9 Septembre 1983 - 15h30 - Asile d'Arkham.
"Tout est prêt ?" Demanda la thérapeute aux gardiens.
"Il est prêt." Lui répondit le plus âgé.
Miss Jackson, une femme d'une corpulence osseuse perchée sur de hauts talons resserra machinalement sa queue de cheval. La quarantaine, les lèvres pincées et la coiffure tirée à quatre épingles lui donnant l'air sévère. Cela ne faisait que cinq ans que cette psychiatre travaillait à l'Asile d'Arkham, et pourtant elle était déjà physiquement et psychiquement usée. Usée par le système judiciaire plus que bancal et corrompu de Gotham. Éreintée de devoir gérer des patients toujours plus instables, dangereux et de plus en plus nombreux au fil des années. Sans compter les effectifs du personnel réduits comme peau de chagrin à grands coups de coupes budgétaires de l'État.

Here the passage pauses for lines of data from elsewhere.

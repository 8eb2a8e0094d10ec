//! Paged KV store: fixed-capacity, block-organized key/value storage.
//!
//! Keys and values live in two flat FP16 arenas of shape
//! `[max_blocks * block_size, num_kv_heads * head_size]`. Writes scatter
//! fresh rows through a slot mapping; reads gather a sequence's rows
//! back through its block table. The compute API is f32 on both sides.

use half::f16;
use tracing::info;

use crate::cache::block::BlockId;
use crate::cache::slot::PAD_SLOT;
use crate::error::{CacheError, Result};

/// Block-organized storage for key/value vectors.
#[derive(Debug)]
pub struct PagedKVCache {
    /// Key rows, `[num_slots, kv_dim]` flattened.
    keys: Vec<f16>,

    /// Value rows, same shape as `keys`.
    values: Vec<f16>,

    max_blocks: usize,
    block_size: usize,
    num_kv_heads: usize,
    head_size: usize,
}

impl PagedKVCache {
    /// Pre-allocate storage for `max_blocks` blocks.
    pub fn new(
        max_blocks: usize,
        block_size: usize,
        num_kv_heads: usize,
        head_size: usize,
    ) -> Result<Self> {
        if max_blocks == 0 || block_size == 0 || num_kv_heads == 0 || head_size == 0 {
            return Err(CacheError::Configuration(
                "paged KV cache dimensions must be positive".to_string(),
            ));
        }

        let num_slots = max_blocks * block_size;
        let kv_dim = num_kv_heads * head_size;
        let bytes = num_slots * kv_dim * 2 * std::mem::size_of::<f16>();
        info!(
            max_blocks,
            block_size,
            num_kv_heads,
            head_size,
            mb = bytes as f64 / (1024.0 * 1024.0),
            "Paged KV cache allocated"
        );

        Ok(Self {
            keys: vec![f16::ZERO; num_slots * kv_dim],
            values: vec![f16::ZERO; num_slots * kv_dim],
            max_blocks,
            block_size,
            num_kv_heads,
            head_size,
        })
    }

    /// Width of one storage row: `num_kv_heads * head_size`.
    pub fn kv_dim(&self) -> usize {
        self.num_kv_heads * self.head_size
    }

    /// Tokens per block.
    pub fn block_size(&self) -> usize {
        self.block_size
    }

    /// Total slot count.
    pub fn num_slots(&self) -> usize {
        self.max_blocks * self.block_size
    }

    /// Scatter-write key/value rows through a slot mapping.
    ///
    /// `key` and `value` are `[slot_mapping.len(), kv_dim]` flattened.
    /// Rows whose slot is [`PAD_SLOT`] are skipped.
    pub fn write(&mut self, key: &[f32], value: &[f32], slot_mapping: &[i64]) -> Result<()> {
        let kv_dim = self.kv_dim();
        let expected = slot_mapping.len() * kv_dim;
        if key.len() != expected || value.len() != expected {
            return Err(CacheError::ShapeMismatch(format!(
                "expected {} key/value elements for {} slots, got {}/{}",
                expected,
                slot_mapping.len(),
                key.len(),
                value.len()
            )));
        }

        for (row, &slot) in slot_mapping.iter().enumerate() {
            if slot == PAD_SLOT {
                continue;
            }
            let slot = usize::try_from(slot).map_err(|_| {
                CacheError::ShapeMismatch(format!("negative slot {slot} is not a pad sentinel"))
            })?;
            if slot >= self.num_slots() {
                return Err(CacheError::ShapeMismatch(format!(
                    "slot {slot} out of range for {} slots",
                    self.num_slots()
                )));
            }

            let src = row * kv_dim;
            let dst = slot * kv_dim;
            for d in 0..kv_dim {
                self.keys[dst + d] = f16::from_f32(key[src + d]);
                self.values[dst + d] = f16::from_f32(value[src + d]);
            }
        }
        Ok(())
    }

    /// Gather exactly `seq_len` key/value rows for a sequence.
    ///
    /// The final block may have spare capacity; rows past `seq_len` are
    /// never read. Returns `(keys, values)`, each `[seq_len, kv_dim]`.
    pub fn read_blocks(
        &self,
        block_table: &[BlockId],
        seq_len: usize,
    ) -> Result<(Vec<f32>, Vec<f32>)> {
        self.read_range(block_table, 0, seq_len)
    }

    /// Gather key/value rows for positions `[start, end)` of a
    /// sequence. Used by the partitioned attention variant to bound
    /// peak gather memory.
    pub fn read_range(
        &self,
        block_table: &[BlockId],
        start: usize,
        end: usize,
    ) -> Result<(Vec<f32>, Vec<f32>)> {
        let needed_blocks = end.div_ceil(self.block_size);
        if block_table.len() < needed_blocks {
            return Err(CacheError::ShapeMismatch(format!(
                "block table has {} blocks, {} needed for position {}",
                block_table.len(),
                needed_blocks,
                end
            )));
        }

        let kv_dim = self.kv_dim();
        let mut keys = Vec::with_capacity((end - start) * kv_dim);
        let mut values = Vec::with_capacity((end - start) * kv_dim);

        for pos in start..end {
            let block_id = block_table[pos / self.block_size];
            if block_id >= self.max_blocks {
                return Err(CacheError::ShapeMismatch(format!(
                    "block id {block_id} out of range for {} blocks",
                    self.max_blocks
                )));
            }
            let slot = block_id * self.block_size + pos % self.block_size;
            let src = slot * kv_dim;
            keys.extend(self.keys[src..src + kv_dim].iter().map(|v| v.to_f32()));
            values.extend(self.values[src..src + kv_dim].iter().map(|v| v.to_f32()));
        }

        Ok((keys, values))
    }
}
//! KV block types, per-sequence block tables, and content hashing.
//!
//! A block holds a fixed number of token positions' worth of KV state.
//! Blocks are the unit of content addressing: a block is created for a
//! previously unseen full chunk of tokens, shared (ref_count incremented)
//! when an identical chunk is requested again, and reclaimed by the
//! eviction policy once no live request references it.

use std::hash::{DefaultHasher, Hash, Hasher};
use std::time::Instant;

use md5::Md5;
use sha2::{Digest, Sha256};

use crate::config::HashAlgorithm;

/// Unique identifier for a physical block. Ids are pool indices in
/// `0..max_blocks`, so `block_id * block_size + offset` addresses a slot
/// in the paged KV store directly.
pub type BlockId = usize;

/// A token id. Serialized as little-endian `i32` for hashing.
pub type TokenId = i32;

/// Compute the content hash of one full token chunk.
///
/// The ordered token ids are serialized as fixed-width little-endian
/// signed integers and hashed with the configured algorithm.
/// Cryptographic digests are truncated to 16 hex characters; the fast
/// 64-bit hash uses its full 16-hex-digit digest.
pub fn hash_token_chunk(tokens: &[TokenId], algorithm: HashAlgorithm) -> String {
    let mut bytes = Vec::with_capacity(tokens.len() * 4);
    for &token in tokens {
        bytes.extend_from_slice(&token.to_le_bytes());
    }

    match algorithm {
        HashAlgorithm::Fast64 => {
            let mut hasher = DefaultHasher::new();
            bytes.hash(&mut hasher);
            format!("{:016x}", hasher.finish())
        }
        HashAlgorithm::Sha256 => {
            let digest = Sha256::digest(&bytes);
            let hex: String = digest.iter().map(|b| format!("{b:02x}")).collect();
            hex[..16].to_string()
        }
        HashAlgorithm::Md5 => {
            let digest = Md5::digest(&bytes);
            let hex: String = digest.iter().map(|b| format!("{b:02x}")).collect();
            hex[..16].to_string()
        }
    }
}

/// A single cached KV block.
///
/// The block keeps its exact token ids alongside the content hash so a
/// hit can verify the tokens before reusing cached state (a bare hash
/// match could silently return wrong KV data on collision).
#[derive(Debug, Clone)]
pub struct Block {
    /// Pool index of this block.
    pub id: BlockId,

    /// Content hash of the token chunk this block caches.
    pub content_hash: String,

    /// The exact ordered token ids, `block_size` of them.
    pub tokens: Vec<TokenId>,

    /// Number of live requests referencing this block.
    pub ref_count: usize,

    /// Pinned blocks are exempt from eviction.
    pub pinned: bool,

    /// Number of times this block has been read or hit.
    pub access_count: u64,

    /// Timestamp of last access (observability; ordering uses the
    /// monotonic sequence numbers below).
    pub last_access: Instant,

    /// Monotonic sequence number of the last access.
    pub last_access_seq: u64,

    /// Monotonic sequence number assigned at insertion.
    pub insert_seq: u64,
}

impl Block {
    /// Create a block for a freshly cached chunk, owned by one request.
    pub fn new(
        id: BlockId,
        content_hash: String,
        tokens: Vec<TokenId>,
        insert_seq: u64,
    ) -> Self {
        Self {
            id,
            content_hash,
            tokens,
            ref_count: 1,
            pinned: false,
            access_count: 0,
            last_access: Instant::now(),
            last_access_seq: insert_seq,
            insert_seq,
        }
    }

    /// Record an access, updating the timestamp, counter, and access
    /// sequence number.
    pub fn touch(&mut self, access_seq: u64) {
        self.last_access = Instant::now();
        self.last_access_seq = access_seq;
        self.access_count += 1;
    }

    /// A block is evictable iff nothing references it and it is not pinned.
    pub fn is_evictable(&self) -> bool {
        self.ref_count == 0 && !self.pinned
    }
}

/// Ordered list of block ids covering one sequence's token chunks.
///
/// Owned exclusively by the allocator (or cache manager) for the
/// lifetime of the request.
#[derive(Debug, Clone)]
pub struct BlockTable {
    /// Sequence / request this table belongs to.
    pub seq_id: u64,

    /// Block ids in chunk order: `blocks[i]` covers tokens
    /// `[i * block_size, (i+1) * block_size)`.
    pub blocks: Vec<BlockId>,

    /// Tokens per block.
    pub block_size: usize,
}

impl BlockTable {
    /// Create an empty table.
    pub fn new(seq_id: u64, block_size: usize) -> Self {
        Self {
            seq_id,
            blocks: Vec::new(),
            block_size,
        }
    }

    /// Append a block to the end of the sequence.
    pub fn push(&mut self, block_id: BlockId) {
        self.blocks.push(block_id);
    }

    /// Block id covering a token position, if mapped.
    pub fn block_for_token(&self, token_pos: usize) -> Option<BlockId> {
        self.blocks.get(token_pos / self.block_size).copied()
    }

    /// Number of blocks in this table.
    pub fn len(&self) -> usize {
        self.blocks.len()
    }

    /// Whether the table is empty.
    pub fn is_empty(&self) -> bool {
        self.blocks.is_empty()
    }
}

La thérapeute passa la porte blindée qui la menait à la salle où l'attendait son prochain patient. Elle prit le temps de respirer calmement avant d'entrer dans la pièce. Arthur Fleck, le Joker, incarcéré depuis maintenant vingt mois, était l'un de ses derniers patients. Un cas en somme plutôt classique pour une psychiatre de la trempe de Miss Jackson. Enfant maltraité, abusé physiquement et sexuellement, non retiré à sa mère puis abandonné par les services de santé mentale. Un homme trahi par la société dans laquelle il évoluait et qui avait sombré dans la violence pour seul moyen de se faire entendre.
Miss Jackson s'installa sur sa chaise, dans cette salle de soins bien trop blanche et impersonnelle. Face à elle, de l'autre côté du bureau, le Joker. L'homme était assis lui aussi sur une chaise, les poignets menottés. Au vu de ses cheveux bruns tirés en arrière qui gouttaient sur ses épaules, elle en conclut que les surveillants des cellules l'avaient obligé à prendre une douche. Les yeux mi clos, il gloussait, faisant cliqueter les fers qui le maintenait captif. Une journée qui démarrait de manière tout à fait classique songea Miss Jackson.
" - Bien. Comment ça va aujourd'hui ?" Engagea t-elle d'un ton qu'elle souhaitait le plus avenant possible.
Il ne répondit pas. Se contentant de ricaner à la question. Elle attendit, patiemment. Le Joker prit alors une grande inspiration avant de lever ses yeux vers elle. Son regard était froid, calculateur et sa jambe droite tressautait nerveusement. Un tic qu'il avait gardé de sa vie d'avant. Miss Jackson soutint le regard de son patient. En plusieurs années de psychiatrie, cela ne l'impressionnait plus autant qu'au début de sa carrière.
" - Pas pire qu'hier." Lâcha t-il enfin. Sa voix était rauque et gutturale.
Elle acquiesça en notant ces informations sur la fiche de suivi.
" - Avez vous pris vos médicaments ce matin ?"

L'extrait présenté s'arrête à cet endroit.